=== Information ===

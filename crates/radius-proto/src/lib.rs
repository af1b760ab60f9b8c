//! RADIUS and EAP wire protocol
//!
//! Packet and attribute codecs for RFC 2865/2866/2869, EAP over RADIUS
//! (RFC 3579), and the authenticator, password-hiding, CHAP, MS-CHAPv2 and
//! MPPE key algorithms an AAA server needs to answer requests.
//!
//! # Example
//!
//! ```rust
//! use radius_proto::{Attribute, AttributeType, Code, Packet};
//! use radius_proto::auth::{encrypt_user_password, generate_request_authenticator};
//!
//! let req_auth = generate_request_authenticator();
//! let mut packet = Packet::new(Code::AccessRequest, 1, req_auth);
//! packet.add_attribute(Attribute::string(AttributeType::UserName.as_u8(), "alice").unwrap());
//!
//! let hidden = encrypt_user_password("secret1", b"nastest", &req_auth);
//! packet.add_attribute(Attribute::new(AttributeType::UserPassword.as_u8(), hidden).unwrap());
//!
//! let bytes = packet.encode().unwrap();
//! assert_eq!(Packet::decode(&bytes).unwrap().identifier, 1);
//! ```

pub mod accounting;
pub mod attributes;
pub mod auth;
pub mod chap;
pub mod eap;
pub mod message_auth;
pub mod mschap;
pub mod packet;

pub use accounting::{AcctCounters, AcctStatusType, AcctTerminateCause};
pub use attributes::{Attribute, AttributeType, VendorAttribute, VendorId};
pub use auth::{
    calculate_accounting_request_authenticator, calculate_response_authenticator,
    decrypt_user_password, encode_response, encode_signed_request, encrypt_user_password,
    generate_request_authenticator, verify_accounting_request_authenticator,
    verify_response_authenticator,
};
pub use chap::{ChapError, ChapResponse, compute_chap_response, verify_chap_response};
pub use eap::{EapCode, EapError, EapPacket, EapType};
pub use message_auth::{
    calculate_message_authenticator, verify_message_authenticator,
    verify_request_message_authenticator,
};
pub use mschap::{MppeKeys, MsChapError, MsChapV2Response};
pub use packet::{Code, Packet, PacketError};
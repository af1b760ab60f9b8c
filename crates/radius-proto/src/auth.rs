use crate::attributes::AttributeType;
use crate::message_auth::calculate_message_authenticator;
use crate::packet::{Packet, PacketError};
use rand::Rng;

/// Random Request Authenticator for Access-Request (RFC 2865 Section 3)
pub fn generate_request_authenticator() -> [u8; 16] {
    let mut authenticator = [0u8; 16];
    rand::rng().fill(&mut authenticator);
    authenticator
}

fn md5_with_authenticator(encoded: &[u8], authenticator: &[u8; 16], secret: &[u8]) -> [u8; 16] {
    let mut data = Vec::with_capacity(encoded.len() + secret.len());
    data.extend_from_slice(&encoded[..4]);
    data.extend_from_slice(authenticator);
    data.extend_from_slice(&encoded[20..]);
    data.extend_from_slice(secret);
    md5::compute(&data).0
}

/// Response Authenticator (RFC 2865 Section 3)
///
/// `MD5(Code + ID + Length + Request Authenticator + Attributes + Secret)`
pub fn calculate_response_authenticator(
    packet: &Packet,
    request_authenticator: &[u8; 16],
    secret: &[u8],
) -> Result<[u8; 16], PacketError> {
    let encoded = packet.encode()?;
    Ok(md5_with_authenticator(&encoded, request_authenticator, secret))
}

pub fn verify_response_authenticator(
    response: &Packet,
    request_authenticator: &[u8; 16],
    secret: &[u8],
) -> bool {
    calculate_response_authenticator(response, request_authenticator, secret)
        .map(|expected| expected == response.authenticator)
        .unwrap_or(false)
}

/// Request Authenticator of Accounting-Request and Disconnect-Request
/// (RFC 2866 Section 3, RFC 5176 Section 2.3): the packet hashed with
/// sixteen zero octets in place of the authenticator.
pub fn calculate_accounting_request_authenticator(
    packet: &Packet,
    secret: &[u8],
) -> Result<[u8; 16], PacketError> {
    let encoded = packet.encode()?;
    Ok(md5_with_authenticator(&encoded, &[0u8; 16], secret))
}

/// Check the authenticator of a received Accounting-Request against its
/// raw bytes.
pub fn verify_accounting_request_authenticator(data: &[u8], secret: &[u8]) -> bool {
    if data.len() < Packet::MIN_PACKET_SIZE {
        return false;
    }
    let length = u16::from_be_bytes([data[2], data[3]]) as usize;
    if length < Packet::MIN_PACKET_SIZE || data.len() < length {
        return false;
    }
    let data = &data[..length];
    md5_with_authenticator(data, &[0u8; 16], secret) == data[4..20]
}

/// Encode a reply, signing it with the shared secret.
///
/// If the packet carries a Message-Authenticator it is computed first, over
/// the packet holding the request authenticator, and the Response
/// Authenticator is computed over the result.
pub fn encode_response(
    response: &mut Packet,
    request_authenticator: &[u8; 16],
    secret: &[u8],
) -> Result<Vec<u8>, PacketError> {
    let ma_type = AttributeType::MessageAuthenticator.as_u8();
    response.authenticator = *request_authenticator;

    let mut encoded = response.encode()?;
    if let Some(offset) = response.attribute_value_offset(ma_type) {
        encoded[offset..offset + 16].fill(0);
        let mac = calculate_message_authenticator(&encoded, secret);
        encoded[offset..offset + 16].copy_from_slice(&mac);
        if let Some(attr) = response.attributes.iter_mut().find(|a| a.attr_type == ma_type) {
            attr.value = mac.to_vec();
        }
    }

    let authenticator = md5_with_authenticator(&encoded, request_authenticator, secret);
    encoded[4..20].copy_from_slice(&authenticator);
    response.authenticator = authenticator;
    Ok(encoded)
}

/// Encode an Accounting-Request or Disconnect-Request. A
/// Message-Authenticator, if present, is computed with a zeroed
/// authenticator before the request authenticator is filled in.
pub fn encode_signed_request(request: &mut Packet, secret: &[u8]) -> Result<Vec<u8>, PacketError> {
    let ma_type = AttributeType::MessageAuthenticator.as_u8();
    request.authenticator = [0u8; 16];

    let mut encoded = request.encode()?;
    if let Some(offset) = request.attribute_value_offset(ma_type) {
        encoded[offset..offset + 16].fill(0);
        let mac = calculate_message_authenticator(&encoded, secret);
        encoded[offset..offset + 16].copy_from_slice(&mac);
        if let Some(attr) = request.attributes.iter_mut().find(|a| a.attr_type == ma_type) {
            attr.value = mac.to_vec();
        }
    }

    let authenticator = md5_with_authenticator(&encoded, &[0u8; 16], secret);
    encoded[4..20].copy_from_slice(&authenticator);
    request.authenticator = authenticator;
    Ok(encoded)
}

/// Hide a User-Password (RFC 2865 Section 5.2)
///
/// The password is zero-padded to a multiple of 16 and XORed block by block
/// with `MD5(secret + previous)`, where `previous` starts as the request
/// authenticator and then is the previous ciphertext block.
pub fn encrypt_user_password(password: &str, secret: &[u8], authenticator: &[u8; 16]) -> Vec<u8> {
    let mut padded = password.as_bytes().to_vec();
    let padded_len = padded.len().div_ceil(16).max(1) * 16;
    padded.resize(padded_len, 0);

    let mut result = Vec::with_capacity(padded_len);
    let mut previous = authenticator.to_vec();
    for chunk in padded.chunks(16) {
        let mut data = secret.to_vec();
        data.extend_from_slice(&previous);
        let hash = md5::compute(&data);
        previous = chunk.iter().zip(hash.0.iter()).map(|(p, h)| p ^ h).collect();
        result.extend_from_slice(&previous);
    }
    result
}

pub fn decrypt_user_password(
    encrypted: &[u8],
    secret: &[u8],
    authenticator: &[u8; 16],
) -> Result<String, PacketError> {
    if encrypted.is_empty() || encrypted.len() % 16 != 0 || encrypted.len() > 128 {
        return Err(PacketError::AttributeError(format!(
            "Invalid encrypted password length: {}",
            encrypted.len()
        )));
    }

    let mut result = Vec::with_capacity(encrypted.len());
    let mut previous: &[u8] = authenticator;
    for chunk in encrypted.chunks(16) {
        let mut data = secret.to_vec();
        data.extend_from_slice(previous);
        let hash = md5::compute(&data);
        result.extend(chunk.iter().zip(hash.0.iter()).map(|(c, h)| c ^ h));
        previous = chunk;
    }

    while result.last() == Some(&0) {
        result.pop();
    }

    String::from_utf8(result)
        .map_err(|e| PacketError::AttributeError(format!("Invalid UTF-8 in password: {}", e)))
}
use super::Code;
use crate::attributes::{Attribute, AttributeType};
use std::io;
use thiserror::Error;

#[derive(Error, Debug)]
pub enum PacketError {
    #[error("Invalid packet length: {0}")]
    InvalidLength(usize),
    #[error("Invalid packet code: {0}")]
    InvalidCode(u8),
    #[error("IO error: {0}")]
    Io(#[from] io::Error),
    #[error("Attribute error: {0}")]
    AttributeError(String),
    #[error("Packet too large: {0} bytes")]
    PacketTooLarge(usize),
}

/// RADIUS packet (RFC 2865 Section 3)
///
/// ```text
///  0                   1                   2                   3
///  0 1 2 3 4 5 6 7 8 9 0 1 2 3 4 5 6 7 8 9 0 1 2 3 4 5 6 7 8 9 0 1
/// +-+-+-+-+-+-+-+-+-+-+-+-+-+-+-+-+-+-+-+-+-+-+-+-+-+-+-+-+-+-+-+-+
/// |     Code      |  Identifier   |            Length             |
/// +-+-+-+-+-+-+-+-+-+-+-+-+-+-+-+-+-+-+-+-+-+-+-+-+-+-+-+-+-+-+-+-+
/// |                         Authenticator                         |
/// +-+-+-+-+-+-+-+-+-+-+-+-+-+-+-+-+-+-+-+-+-+-+-+-+-+-+-+-+-+-+-+-+
/// |  Attributes ...
/// +-+-+-+-+-+-+-+-+-+-+-+-+-
/// ```
#[derive(Debug, Clone)]
pub struct Packet {
    pub code: Code,
    pub identifier: u8,
    /// Request or Response Authenticator depending on `code`
    pub authenticator: [u8; 16],
    pub attributes: Vec<Attribute>,
}

impl Packet {
    /// Header only: code, identifier, length, authenticator
    pub const MIN_PACKET_SIZE: usize = 20;
    /// RFC 2865 upper bound
    pub const MAX_PACKET_SIZE: usize = 4096;

    pub fn new(code: Code, identifier: u8, authenticator: [u8; 16]) -> Self {
        Packet {
            code,
            identifier,
            authenticator,
            attributes: Vec::new(),
        }
    }

    pub fn add_attribute(&mut self, attribute: Attribute) {
        self.attributes.push(attribute);
    }

    /// Serialize the packet, filling in the Length field
    pub fn encode(&self) -> Result<Vec<u8>, PacketError> {
        let total_length = self.length();
        if total_length > Self::MAX_PACKET_SIZE {
            return Err(PacketError::PacketTooLarge(total_length));
        }

        let mut buffer = Vec::with_capacity(total_length);
        buffer.push(self.code.as_u8());
        buffer.push(self.identifier);
        buffer.extend_from_slice(&(total_length as u16).to_be_bytes());
        buffer.extend_from_slice(&self.authenticator);
        for attr in &self.attributes {
            buffer.extend_from_slice(&attr.encode()?);
        }

        Ok(buffer)
    }

    /// Parse a datagram. Bytes past the Length field are ignored as
    /// RFC 2865 requires.
    pub fn decode(data: &[u8]) -> Result<Self, PacketError> {
        if data.len() < Self::MIN_PACKET_SIZE {
            return Err(PacketError::InvalidLength(data.len()));
        }

        let code = Code::from_u8(data[0]).ok_or(PacketError::InvalidCode(data[0]))?;
        let identifier = data[1];
        let length = u16::from_be_bytes([data[2], data[3]]) as usize;

        if !(Self::MIN_PACKET_SIZE..=Self::MAX_PACKET_SIZE).contains(&length) || data.len() < length
        {
            return Err(PacketError::InvalidLength(length));
        }

        let mut authenticator = [0u8; 16];
        authenticator.copy_from_slice(&data[4..20]);

        let mut attributes = Vec::new();
        let mut rest = &data[Self::MIN_PACKET_SIZE..length];
        while !rest.is_empty() {
            let attr = Attribute::decode(rest)?;
            rest = &rest[attr.encoded_length()..];
            attributes.push(attr);
        }

        Ok(Packet {
            code,
            identifier,
            authenticator,
            attributes,
        })
    }

    /// Encoded length including the header
    pub fn length(&self) -> usize {
        Self::MIN_PACKET_SIZE
            + self
                .attributes
                .iter()
                .map(Attribute::encoded_length)
                .sum::<usize>()
    }

    /// First attribute of the given type
    pub fn find_attribute(&self, attr_type: u8) -> Option<&Attribute> {
        self.attributes.iter().find(|a| a.attr_type == attr_type)
    }

    pub fn find_all_attributes(&self, attr_type: u8) -> Vec<&Attribute> {
        self.attributes
            .iter()
            .filter(|a| a.attr_type == attr_type)
            .collect()
    }

    pub fn has_attribute(&self, attr_type: AttributeType) -> bool {
        self.find_attribute(attr_type.as_u8()).is_some()
    }

    /// Lossy UTF-8 value of a text attribute, trimmed of trailing NULs
    pub fn get_string(&self, attr_type: AttributeType) -> Option<String> {
        self.find_attribute(attr_type.as_u8()).map(|a| {
            String::from_utf8_lossy(&a.value)
                .trim_end_matches('\0')
                .to_string()
        })
    }

    pub fn get_integer(&self, attr_type: AttributeType) -> Option<u32> {
        self.find_attribute(attr_type.as_u8())
            .and_then(|a| a.as_integer().ok())
    }

    pub fn get_ipv4(&self, attr_type: AttributeType) -> Option<std::net::Ipv4Addr> {
        self.find_attribute(attr_type.as_u8())
            .and_then(|a| a.as_ipv4().ok())
            .map(std::net::Ipv4Addr::from)
    }

    /// Replace every attribute of this type with a single new value
    pub fn set_attribute(&mut self, attribute: Attribute) {
        self.attributes.retain(|a| a.attr_type != attribute.attr_type);
        self.attributes.push(attribute);
    }

    /// Byte offset of the first value of `attr_type` in the encoded packet
    pub fn attribute_value_offset(&self, attr_type: u8) -> Option<usize> {
        let mut offset = Self::MIN_PACKET_SIZE;
        for attr in &self.attributes {
            if attr.attr_type == attr_type {
                return Some(offset + Attribute::MIN_LENGTH);
            }
            offset += attr.encoded_length();
        }
        None
    }
}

===

What lines above hold the word "Section"? List them all.

Result below >>
/// Random Request Authenticator for Access-Request (RFC 2865 Section 3)
/// Response Authenticator (RFC 2865 Section 3)
/// (RFC 2866 Section 3, RFC 5176 Section 2.3): the packet hashed with
/// Hide a User-Password (RFC 2865 Section 5.2)
/// RADIUS packet (RFC 2865 Section 3)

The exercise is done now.